» **What the exercise asks**
Go over the data and keep only the lines that include "VecDeque".

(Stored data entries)
-=-=-=-=-

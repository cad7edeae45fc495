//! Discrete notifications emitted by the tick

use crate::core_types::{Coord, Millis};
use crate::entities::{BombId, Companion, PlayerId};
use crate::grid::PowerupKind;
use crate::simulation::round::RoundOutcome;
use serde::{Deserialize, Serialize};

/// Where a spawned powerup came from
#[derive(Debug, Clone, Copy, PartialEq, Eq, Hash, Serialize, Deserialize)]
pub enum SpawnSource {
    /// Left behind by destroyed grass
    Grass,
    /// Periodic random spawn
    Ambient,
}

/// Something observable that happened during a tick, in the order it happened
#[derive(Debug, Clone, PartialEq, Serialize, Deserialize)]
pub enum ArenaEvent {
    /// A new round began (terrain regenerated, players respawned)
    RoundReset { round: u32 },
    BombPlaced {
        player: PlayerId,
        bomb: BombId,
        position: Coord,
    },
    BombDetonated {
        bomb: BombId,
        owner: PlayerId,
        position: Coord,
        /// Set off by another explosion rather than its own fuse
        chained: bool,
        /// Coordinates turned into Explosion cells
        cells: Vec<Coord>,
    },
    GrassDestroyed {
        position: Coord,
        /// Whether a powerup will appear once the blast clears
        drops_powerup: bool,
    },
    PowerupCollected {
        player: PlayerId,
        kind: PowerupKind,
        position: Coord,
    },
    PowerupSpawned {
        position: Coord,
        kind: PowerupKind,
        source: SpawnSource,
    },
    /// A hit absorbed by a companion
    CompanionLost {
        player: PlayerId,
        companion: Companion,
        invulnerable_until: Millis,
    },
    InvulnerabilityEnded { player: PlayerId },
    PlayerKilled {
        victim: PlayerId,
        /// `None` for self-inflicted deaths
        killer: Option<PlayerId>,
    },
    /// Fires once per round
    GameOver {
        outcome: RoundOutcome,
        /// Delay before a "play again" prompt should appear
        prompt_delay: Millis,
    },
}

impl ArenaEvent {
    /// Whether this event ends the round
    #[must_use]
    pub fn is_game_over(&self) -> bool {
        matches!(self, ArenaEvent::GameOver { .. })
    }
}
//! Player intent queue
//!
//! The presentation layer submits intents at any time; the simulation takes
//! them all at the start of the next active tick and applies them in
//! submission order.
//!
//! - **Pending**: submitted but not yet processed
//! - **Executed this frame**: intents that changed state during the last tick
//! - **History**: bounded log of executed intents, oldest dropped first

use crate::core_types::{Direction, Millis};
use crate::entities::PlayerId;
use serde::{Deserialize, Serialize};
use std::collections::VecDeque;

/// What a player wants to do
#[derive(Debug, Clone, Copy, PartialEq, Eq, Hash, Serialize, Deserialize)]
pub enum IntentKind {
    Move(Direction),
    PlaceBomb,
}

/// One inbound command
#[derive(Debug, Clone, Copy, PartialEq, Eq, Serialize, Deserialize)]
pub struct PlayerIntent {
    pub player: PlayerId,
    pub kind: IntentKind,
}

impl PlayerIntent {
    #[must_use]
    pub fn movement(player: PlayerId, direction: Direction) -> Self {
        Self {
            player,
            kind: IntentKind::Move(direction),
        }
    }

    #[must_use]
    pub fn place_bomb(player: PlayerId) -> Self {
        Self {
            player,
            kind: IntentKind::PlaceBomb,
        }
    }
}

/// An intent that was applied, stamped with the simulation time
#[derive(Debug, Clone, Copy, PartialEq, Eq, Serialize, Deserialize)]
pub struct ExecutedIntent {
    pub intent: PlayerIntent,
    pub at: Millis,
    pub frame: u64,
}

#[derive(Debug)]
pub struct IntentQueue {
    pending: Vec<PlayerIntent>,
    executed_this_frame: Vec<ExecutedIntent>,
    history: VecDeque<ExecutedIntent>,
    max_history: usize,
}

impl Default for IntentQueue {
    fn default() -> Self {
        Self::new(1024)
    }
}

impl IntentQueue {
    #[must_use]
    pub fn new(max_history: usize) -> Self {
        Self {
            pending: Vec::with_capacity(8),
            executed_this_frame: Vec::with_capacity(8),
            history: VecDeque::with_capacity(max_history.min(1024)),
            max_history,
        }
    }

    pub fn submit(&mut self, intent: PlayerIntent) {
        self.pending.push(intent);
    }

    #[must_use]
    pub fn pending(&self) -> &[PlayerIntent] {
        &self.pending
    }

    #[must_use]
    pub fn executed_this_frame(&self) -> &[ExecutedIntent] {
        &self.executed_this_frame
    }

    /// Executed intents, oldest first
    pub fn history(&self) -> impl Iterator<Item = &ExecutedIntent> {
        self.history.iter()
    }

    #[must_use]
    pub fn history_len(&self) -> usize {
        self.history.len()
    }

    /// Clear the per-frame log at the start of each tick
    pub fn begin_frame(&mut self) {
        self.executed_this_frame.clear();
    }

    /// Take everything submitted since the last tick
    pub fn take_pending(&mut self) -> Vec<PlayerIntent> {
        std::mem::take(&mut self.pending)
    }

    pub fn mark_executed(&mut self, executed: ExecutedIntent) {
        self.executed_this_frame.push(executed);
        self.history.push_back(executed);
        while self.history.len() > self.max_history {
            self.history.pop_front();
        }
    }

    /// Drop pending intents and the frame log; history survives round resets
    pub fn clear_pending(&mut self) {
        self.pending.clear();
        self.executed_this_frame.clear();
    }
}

-=-=-=-=-

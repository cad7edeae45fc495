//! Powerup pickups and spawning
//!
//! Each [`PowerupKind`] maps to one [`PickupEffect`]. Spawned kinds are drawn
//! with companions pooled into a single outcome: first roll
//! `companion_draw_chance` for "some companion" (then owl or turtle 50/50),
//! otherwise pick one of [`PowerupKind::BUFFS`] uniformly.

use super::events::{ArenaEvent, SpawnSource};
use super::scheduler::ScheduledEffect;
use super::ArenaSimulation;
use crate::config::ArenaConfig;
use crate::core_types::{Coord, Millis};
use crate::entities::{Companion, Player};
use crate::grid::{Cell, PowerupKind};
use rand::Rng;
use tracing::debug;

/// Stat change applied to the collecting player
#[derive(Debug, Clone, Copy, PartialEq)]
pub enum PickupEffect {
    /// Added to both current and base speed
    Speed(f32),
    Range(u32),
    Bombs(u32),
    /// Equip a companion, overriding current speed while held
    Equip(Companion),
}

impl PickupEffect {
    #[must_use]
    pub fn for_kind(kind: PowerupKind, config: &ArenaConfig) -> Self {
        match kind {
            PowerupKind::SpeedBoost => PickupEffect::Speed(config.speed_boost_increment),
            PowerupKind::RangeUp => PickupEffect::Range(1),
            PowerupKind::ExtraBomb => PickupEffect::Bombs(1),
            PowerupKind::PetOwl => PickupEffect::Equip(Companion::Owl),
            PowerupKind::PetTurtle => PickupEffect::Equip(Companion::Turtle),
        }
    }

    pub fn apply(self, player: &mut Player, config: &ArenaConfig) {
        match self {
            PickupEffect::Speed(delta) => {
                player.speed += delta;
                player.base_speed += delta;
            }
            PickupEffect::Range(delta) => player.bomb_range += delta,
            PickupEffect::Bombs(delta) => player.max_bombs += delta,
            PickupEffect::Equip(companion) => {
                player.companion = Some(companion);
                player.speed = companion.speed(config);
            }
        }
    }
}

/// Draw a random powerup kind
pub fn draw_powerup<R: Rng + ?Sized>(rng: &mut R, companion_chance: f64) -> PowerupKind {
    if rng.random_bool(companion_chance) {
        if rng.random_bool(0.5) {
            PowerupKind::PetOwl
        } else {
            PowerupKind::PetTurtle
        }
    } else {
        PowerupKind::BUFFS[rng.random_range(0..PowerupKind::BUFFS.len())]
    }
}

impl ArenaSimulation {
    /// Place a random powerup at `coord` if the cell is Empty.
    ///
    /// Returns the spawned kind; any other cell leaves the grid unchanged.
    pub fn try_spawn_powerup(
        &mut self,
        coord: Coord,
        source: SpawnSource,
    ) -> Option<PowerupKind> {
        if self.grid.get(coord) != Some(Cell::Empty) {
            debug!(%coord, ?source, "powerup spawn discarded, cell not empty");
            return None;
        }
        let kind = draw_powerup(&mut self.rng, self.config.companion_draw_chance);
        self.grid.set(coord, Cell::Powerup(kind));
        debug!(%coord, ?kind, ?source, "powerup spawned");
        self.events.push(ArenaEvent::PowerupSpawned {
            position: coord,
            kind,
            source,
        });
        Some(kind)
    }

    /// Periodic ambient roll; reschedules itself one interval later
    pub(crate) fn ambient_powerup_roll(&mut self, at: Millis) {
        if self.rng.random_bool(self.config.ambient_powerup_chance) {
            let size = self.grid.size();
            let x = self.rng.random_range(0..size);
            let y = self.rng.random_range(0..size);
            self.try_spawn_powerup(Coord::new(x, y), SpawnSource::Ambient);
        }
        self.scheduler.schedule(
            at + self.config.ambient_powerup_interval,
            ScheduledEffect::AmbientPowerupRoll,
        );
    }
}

-=-=-=-=-

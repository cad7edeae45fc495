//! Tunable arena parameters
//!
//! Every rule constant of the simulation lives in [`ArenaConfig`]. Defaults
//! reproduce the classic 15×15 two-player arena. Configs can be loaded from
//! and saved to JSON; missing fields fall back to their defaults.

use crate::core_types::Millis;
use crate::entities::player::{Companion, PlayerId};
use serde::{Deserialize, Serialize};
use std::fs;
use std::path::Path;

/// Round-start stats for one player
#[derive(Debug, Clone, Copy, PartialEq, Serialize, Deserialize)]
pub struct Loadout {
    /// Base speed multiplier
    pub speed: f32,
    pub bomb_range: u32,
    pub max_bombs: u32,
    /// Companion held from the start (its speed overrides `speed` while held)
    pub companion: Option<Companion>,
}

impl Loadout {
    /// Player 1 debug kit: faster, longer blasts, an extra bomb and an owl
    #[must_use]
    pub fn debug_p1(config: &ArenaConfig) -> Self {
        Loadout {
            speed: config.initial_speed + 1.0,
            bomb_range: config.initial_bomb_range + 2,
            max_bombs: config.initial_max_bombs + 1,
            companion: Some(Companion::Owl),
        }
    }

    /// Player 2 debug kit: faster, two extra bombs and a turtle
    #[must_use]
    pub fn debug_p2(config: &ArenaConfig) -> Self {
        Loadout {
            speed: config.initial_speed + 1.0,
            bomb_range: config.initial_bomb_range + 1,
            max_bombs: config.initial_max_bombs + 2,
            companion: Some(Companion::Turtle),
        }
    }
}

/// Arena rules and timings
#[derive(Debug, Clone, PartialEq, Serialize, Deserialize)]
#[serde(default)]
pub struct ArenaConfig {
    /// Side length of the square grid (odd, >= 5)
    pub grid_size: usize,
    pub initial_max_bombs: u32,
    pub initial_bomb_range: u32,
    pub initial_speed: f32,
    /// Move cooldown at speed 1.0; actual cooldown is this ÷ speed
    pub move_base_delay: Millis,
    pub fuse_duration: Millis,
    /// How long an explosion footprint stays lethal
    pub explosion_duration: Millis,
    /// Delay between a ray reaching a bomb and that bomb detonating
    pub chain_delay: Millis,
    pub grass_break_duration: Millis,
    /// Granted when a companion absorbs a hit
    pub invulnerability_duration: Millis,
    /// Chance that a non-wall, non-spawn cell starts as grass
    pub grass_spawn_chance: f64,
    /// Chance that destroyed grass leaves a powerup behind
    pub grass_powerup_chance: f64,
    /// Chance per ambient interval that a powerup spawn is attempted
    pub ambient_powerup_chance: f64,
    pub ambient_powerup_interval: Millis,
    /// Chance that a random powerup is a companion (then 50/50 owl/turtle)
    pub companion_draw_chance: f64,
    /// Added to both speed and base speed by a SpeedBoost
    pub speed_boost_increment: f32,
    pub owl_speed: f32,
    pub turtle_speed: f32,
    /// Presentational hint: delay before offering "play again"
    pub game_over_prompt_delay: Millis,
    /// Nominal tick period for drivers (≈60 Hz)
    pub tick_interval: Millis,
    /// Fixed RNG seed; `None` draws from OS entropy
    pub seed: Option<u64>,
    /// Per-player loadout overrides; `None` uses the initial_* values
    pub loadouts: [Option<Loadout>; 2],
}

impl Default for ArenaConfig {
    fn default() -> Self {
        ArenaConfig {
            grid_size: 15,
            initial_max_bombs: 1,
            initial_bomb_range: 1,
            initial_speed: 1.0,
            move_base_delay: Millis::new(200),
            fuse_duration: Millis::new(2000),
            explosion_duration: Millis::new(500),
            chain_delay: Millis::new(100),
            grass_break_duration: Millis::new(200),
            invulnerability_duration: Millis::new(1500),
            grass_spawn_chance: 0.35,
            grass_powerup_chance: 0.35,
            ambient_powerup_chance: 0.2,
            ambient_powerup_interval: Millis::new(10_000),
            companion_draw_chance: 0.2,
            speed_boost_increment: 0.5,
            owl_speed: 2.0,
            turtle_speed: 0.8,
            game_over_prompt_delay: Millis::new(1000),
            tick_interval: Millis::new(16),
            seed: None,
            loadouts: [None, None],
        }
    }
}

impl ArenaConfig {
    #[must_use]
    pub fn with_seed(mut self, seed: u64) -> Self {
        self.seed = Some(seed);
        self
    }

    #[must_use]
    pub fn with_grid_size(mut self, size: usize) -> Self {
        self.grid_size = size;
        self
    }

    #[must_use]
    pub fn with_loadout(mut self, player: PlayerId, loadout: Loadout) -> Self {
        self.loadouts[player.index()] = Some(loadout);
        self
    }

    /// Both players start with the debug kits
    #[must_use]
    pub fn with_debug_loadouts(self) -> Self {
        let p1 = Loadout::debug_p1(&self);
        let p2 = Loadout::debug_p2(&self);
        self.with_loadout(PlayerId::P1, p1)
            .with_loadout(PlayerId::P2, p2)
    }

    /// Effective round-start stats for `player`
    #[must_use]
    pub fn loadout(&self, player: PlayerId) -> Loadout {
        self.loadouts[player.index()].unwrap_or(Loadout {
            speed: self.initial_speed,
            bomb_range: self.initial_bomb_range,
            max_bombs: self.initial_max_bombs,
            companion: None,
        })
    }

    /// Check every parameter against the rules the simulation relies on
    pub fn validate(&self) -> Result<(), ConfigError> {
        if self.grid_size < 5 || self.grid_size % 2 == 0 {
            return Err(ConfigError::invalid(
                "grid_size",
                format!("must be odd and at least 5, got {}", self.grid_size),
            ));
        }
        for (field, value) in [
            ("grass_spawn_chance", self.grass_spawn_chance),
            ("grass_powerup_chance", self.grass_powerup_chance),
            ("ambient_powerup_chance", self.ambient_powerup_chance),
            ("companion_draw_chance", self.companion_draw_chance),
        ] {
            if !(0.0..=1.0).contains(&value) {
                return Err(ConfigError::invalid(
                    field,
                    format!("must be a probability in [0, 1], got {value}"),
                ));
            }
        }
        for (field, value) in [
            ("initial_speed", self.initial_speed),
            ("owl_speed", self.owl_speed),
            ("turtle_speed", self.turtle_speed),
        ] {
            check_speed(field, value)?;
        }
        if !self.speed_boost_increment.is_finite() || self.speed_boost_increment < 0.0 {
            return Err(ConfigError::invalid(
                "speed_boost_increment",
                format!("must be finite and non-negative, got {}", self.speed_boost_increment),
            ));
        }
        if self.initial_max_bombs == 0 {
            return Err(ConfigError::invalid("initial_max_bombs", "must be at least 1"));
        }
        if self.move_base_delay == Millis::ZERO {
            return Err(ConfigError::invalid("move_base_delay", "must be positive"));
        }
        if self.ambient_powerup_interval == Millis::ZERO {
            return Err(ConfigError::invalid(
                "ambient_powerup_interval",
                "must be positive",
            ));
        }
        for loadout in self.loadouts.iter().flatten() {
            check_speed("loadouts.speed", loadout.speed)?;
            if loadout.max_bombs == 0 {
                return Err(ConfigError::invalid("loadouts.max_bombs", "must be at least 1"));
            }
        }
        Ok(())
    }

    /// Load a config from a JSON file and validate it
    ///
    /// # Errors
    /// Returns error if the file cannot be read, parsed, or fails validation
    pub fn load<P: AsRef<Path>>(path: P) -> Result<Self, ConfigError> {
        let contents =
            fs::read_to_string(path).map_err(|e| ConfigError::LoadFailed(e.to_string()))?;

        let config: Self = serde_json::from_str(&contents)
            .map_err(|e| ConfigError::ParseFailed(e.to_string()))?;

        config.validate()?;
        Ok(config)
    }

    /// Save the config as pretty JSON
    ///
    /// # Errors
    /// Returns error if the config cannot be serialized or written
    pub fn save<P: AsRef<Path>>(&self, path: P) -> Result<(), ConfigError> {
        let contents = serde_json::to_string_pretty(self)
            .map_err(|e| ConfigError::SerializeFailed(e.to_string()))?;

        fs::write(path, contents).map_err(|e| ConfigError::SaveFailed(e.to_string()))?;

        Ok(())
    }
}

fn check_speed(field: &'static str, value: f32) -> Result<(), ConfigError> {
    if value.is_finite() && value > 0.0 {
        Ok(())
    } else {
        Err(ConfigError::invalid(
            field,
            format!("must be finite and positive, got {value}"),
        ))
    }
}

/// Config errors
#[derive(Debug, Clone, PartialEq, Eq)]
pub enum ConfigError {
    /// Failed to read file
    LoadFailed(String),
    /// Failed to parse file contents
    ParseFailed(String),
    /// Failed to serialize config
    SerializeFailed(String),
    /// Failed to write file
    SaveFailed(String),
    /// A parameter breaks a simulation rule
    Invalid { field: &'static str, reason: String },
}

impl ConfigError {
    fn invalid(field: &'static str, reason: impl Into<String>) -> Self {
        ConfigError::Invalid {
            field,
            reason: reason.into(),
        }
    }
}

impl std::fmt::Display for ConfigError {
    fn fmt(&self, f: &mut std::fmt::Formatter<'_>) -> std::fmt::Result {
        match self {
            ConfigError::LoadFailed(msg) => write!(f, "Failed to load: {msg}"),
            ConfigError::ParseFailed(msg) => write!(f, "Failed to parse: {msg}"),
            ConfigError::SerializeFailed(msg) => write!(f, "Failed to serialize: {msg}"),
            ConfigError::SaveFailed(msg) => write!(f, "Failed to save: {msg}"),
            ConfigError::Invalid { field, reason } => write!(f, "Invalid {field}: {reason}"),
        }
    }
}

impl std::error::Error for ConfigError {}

-=-=-=-=-

» **Answer to the problem**
use std::collections::VecDeque;
    history: VecDeque<ExecutedIntent>,
            history: VecDeque::with_capacity(max_history.min(1024)),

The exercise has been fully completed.